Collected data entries
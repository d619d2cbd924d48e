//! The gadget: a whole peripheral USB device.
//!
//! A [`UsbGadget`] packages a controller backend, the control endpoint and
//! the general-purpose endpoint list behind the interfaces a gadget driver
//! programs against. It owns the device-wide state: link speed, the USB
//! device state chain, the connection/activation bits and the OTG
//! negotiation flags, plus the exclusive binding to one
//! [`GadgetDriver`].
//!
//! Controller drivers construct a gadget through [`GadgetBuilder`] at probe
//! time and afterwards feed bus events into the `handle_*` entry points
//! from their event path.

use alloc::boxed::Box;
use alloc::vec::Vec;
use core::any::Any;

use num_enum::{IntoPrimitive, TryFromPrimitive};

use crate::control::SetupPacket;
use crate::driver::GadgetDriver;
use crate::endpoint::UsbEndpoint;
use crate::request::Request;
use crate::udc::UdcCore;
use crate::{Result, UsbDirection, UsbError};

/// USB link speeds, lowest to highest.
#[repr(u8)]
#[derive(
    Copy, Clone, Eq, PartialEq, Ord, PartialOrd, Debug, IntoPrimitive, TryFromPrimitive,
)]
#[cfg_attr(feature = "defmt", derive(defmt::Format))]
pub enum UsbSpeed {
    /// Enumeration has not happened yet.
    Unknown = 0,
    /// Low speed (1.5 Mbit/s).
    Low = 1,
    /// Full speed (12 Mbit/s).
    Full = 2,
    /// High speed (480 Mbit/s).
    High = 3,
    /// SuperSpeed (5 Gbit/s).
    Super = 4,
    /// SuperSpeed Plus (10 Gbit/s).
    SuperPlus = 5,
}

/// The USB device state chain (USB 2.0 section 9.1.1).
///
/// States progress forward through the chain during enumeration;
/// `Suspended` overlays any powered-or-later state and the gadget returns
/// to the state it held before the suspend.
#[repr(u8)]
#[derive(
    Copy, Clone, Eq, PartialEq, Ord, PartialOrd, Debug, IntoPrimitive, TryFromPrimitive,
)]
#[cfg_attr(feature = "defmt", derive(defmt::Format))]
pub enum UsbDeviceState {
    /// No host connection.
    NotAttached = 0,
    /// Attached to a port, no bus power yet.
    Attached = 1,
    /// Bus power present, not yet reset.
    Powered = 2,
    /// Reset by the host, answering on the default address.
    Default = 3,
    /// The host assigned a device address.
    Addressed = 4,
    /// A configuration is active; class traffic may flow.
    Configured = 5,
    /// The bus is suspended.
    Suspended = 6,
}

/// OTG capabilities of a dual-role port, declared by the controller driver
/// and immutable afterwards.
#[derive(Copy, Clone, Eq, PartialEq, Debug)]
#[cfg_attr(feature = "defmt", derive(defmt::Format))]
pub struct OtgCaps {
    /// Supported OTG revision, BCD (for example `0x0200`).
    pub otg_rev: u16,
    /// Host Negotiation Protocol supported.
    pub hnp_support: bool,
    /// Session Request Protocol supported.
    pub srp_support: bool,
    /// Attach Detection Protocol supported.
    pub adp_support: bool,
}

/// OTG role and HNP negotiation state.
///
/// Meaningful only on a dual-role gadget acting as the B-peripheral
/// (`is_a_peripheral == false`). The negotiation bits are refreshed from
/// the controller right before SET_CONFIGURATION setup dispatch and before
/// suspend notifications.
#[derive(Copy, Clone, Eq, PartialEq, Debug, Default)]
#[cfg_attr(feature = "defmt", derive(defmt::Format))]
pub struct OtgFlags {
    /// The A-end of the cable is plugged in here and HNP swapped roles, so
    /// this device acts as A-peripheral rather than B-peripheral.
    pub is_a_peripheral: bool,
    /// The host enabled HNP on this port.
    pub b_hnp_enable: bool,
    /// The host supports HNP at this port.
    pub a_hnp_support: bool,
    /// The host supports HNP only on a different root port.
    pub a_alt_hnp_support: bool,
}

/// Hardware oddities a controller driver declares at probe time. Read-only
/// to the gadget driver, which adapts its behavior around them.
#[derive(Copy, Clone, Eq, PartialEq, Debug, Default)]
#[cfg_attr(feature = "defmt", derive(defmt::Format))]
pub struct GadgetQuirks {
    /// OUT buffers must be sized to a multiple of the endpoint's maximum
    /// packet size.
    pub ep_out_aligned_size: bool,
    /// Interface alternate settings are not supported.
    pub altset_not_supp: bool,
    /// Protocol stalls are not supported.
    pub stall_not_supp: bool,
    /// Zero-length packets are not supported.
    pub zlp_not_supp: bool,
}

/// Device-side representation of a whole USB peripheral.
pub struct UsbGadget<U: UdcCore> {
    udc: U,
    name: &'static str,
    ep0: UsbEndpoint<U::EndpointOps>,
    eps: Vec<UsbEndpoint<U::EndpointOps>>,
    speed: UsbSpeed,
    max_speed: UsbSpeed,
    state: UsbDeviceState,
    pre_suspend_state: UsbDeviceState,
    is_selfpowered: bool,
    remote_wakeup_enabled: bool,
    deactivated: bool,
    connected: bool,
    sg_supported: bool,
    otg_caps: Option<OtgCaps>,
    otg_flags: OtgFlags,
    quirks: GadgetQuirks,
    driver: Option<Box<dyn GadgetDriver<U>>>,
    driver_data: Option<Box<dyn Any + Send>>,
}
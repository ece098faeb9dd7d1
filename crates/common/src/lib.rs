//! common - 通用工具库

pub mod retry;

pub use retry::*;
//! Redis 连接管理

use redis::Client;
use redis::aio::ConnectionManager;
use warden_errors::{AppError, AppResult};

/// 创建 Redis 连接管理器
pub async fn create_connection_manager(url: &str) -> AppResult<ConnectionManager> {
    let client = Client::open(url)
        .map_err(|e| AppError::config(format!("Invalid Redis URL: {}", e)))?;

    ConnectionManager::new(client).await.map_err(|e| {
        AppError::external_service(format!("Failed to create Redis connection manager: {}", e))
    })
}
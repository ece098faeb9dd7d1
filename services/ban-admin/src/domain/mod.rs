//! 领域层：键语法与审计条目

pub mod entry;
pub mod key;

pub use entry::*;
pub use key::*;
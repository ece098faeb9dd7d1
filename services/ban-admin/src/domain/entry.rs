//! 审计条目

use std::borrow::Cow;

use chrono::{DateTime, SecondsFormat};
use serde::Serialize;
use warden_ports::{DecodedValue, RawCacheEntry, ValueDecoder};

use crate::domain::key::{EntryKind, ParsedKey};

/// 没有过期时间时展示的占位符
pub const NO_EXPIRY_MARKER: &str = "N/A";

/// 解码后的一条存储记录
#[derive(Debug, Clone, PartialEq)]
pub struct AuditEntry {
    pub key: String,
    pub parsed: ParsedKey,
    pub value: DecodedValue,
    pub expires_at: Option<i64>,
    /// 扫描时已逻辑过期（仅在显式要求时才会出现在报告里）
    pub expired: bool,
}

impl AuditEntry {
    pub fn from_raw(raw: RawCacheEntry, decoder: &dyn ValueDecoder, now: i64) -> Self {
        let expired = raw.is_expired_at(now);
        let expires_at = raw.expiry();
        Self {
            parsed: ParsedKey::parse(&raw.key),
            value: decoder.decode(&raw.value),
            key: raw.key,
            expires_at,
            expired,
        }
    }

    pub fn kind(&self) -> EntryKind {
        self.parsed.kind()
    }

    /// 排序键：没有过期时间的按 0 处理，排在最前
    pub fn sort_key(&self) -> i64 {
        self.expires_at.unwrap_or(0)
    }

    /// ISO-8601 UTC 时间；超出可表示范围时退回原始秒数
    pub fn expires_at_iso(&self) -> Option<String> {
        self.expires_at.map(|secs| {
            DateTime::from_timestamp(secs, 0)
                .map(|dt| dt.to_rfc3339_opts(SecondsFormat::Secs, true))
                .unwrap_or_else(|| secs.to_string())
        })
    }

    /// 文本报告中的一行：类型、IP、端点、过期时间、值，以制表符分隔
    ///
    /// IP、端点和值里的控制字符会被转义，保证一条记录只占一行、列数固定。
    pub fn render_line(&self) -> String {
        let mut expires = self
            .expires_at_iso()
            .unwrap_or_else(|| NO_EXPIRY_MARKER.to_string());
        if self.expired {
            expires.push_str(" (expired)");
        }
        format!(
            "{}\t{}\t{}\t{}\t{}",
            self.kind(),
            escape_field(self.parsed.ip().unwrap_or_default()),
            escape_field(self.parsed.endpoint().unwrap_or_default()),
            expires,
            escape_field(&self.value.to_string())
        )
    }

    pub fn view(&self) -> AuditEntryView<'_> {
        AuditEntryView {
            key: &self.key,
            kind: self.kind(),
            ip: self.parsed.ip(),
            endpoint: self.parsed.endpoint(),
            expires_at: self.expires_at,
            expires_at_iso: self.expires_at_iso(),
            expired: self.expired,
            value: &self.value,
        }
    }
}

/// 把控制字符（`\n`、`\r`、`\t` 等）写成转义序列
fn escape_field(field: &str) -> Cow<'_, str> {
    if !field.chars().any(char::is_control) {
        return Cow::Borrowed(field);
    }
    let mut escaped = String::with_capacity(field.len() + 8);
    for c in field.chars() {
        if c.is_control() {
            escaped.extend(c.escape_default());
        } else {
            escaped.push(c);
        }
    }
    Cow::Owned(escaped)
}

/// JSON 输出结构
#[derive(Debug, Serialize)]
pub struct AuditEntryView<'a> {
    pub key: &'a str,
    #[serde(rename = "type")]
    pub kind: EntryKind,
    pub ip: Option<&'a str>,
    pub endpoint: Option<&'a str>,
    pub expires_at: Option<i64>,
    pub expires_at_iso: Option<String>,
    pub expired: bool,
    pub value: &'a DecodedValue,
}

### WHAT IS NEEDED
What are the lines, exactly as written above, from the line with "pub enum UsbSpeed" to the line with "chain during enumeration;", both included? Output only those.

### ANSWER SECTION
pub enum UsbSpeed {
    /// Enumeration has not happened yet.
    Unknown = 0,
    /// Low speed (1.5 Mbit/s).
    Low = 1,
    /// Full speed (12 Mbit/s).
    Full = 2,
    /// High speed (480 Mbit/s).
    High = 3,
    /// SuperSpeed (5 Gbit/s).
    Super = 4,
    /// SuperSpeed Plus (10 Gbit/s).
    SuperPlus = 5,
}

/// The USB device state chain (USB 2.0 section 9.1.1).
///
/// States progress forward through the chain during enumeration;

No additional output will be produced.